* YOUR ASSIGNMENT *
Going line by line through the entries, count those containing "Error" and state only the result.

* TASK MATERIAL *
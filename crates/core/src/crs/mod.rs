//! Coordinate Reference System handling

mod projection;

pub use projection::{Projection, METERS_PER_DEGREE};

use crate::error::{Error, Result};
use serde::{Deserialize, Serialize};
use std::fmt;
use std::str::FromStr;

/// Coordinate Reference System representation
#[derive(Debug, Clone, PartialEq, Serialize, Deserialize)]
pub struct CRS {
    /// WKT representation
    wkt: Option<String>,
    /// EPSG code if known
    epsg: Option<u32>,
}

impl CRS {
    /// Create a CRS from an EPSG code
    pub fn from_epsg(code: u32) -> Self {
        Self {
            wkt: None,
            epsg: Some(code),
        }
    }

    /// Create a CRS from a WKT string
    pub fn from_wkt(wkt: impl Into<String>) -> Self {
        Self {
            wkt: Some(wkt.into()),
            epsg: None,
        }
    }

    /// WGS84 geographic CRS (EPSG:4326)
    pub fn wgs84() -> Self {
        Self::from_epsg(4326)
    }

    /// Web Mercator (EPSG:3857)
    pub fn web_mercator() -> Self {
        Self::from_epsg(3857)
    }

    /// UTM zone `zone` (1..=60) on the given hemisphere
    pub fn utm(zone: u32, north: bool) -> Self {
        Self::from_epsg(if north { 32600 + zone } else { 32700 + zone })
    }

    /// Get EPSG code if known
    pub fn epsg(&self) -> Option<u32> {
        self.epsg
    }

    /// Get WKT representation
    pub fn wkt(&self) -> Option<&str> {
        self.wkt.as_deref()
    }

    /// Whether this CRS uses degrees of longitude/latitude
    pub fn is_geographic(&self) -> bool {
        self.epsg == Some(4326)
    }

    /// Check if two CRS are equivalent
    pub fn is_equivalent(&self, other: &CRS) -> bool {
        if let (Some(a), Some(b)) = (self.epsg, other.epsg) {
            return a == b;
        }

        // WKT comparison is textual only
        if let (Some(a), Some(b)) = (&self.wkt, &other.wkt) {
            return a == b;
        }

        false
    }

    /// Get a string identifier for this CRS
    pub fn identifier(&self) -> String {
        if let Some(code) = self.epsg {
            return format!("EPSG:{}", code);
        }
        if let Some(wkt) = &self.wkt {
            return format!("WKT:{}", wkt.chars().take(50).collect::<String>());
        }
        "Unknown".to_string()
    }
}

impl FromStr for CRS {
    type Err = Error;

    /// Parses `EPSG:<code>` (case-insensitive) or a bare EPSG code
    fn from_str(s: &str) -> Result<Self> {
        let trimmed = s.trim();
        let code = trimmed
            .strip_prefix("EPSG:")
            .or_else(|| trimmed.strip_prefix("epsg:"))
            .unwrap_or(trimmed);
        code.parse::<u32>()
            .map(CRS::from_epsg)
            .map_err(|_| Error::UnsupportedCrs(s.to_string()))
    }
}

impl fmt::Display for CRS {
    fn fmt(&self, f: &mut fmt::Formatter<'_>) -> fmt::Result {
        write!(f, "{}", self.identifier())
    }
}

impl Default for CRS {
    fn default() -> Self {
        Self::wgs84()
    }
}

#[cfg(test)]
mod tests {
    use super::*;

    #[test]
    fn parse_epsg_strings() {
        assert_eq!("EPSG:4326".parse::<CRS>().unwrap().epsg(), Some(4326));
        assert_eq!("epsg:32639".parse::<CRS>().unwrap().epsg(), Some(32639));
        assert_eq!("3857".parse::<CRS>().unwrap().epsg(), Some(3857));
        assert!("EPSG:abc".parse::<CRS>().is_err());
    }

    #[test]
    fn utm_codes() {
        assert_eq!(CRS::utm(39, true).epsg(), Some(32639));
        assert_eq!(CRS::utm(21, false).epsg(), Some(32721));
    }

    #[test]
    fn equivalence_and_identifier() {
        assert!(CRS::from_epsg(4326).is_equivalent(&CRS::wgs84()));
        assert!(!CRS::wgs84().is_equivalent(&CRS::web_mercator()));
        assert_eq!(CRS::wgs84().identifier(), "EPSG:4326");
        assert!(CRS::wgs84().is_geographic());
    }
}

* SOLUTION TO THIS TASK *
3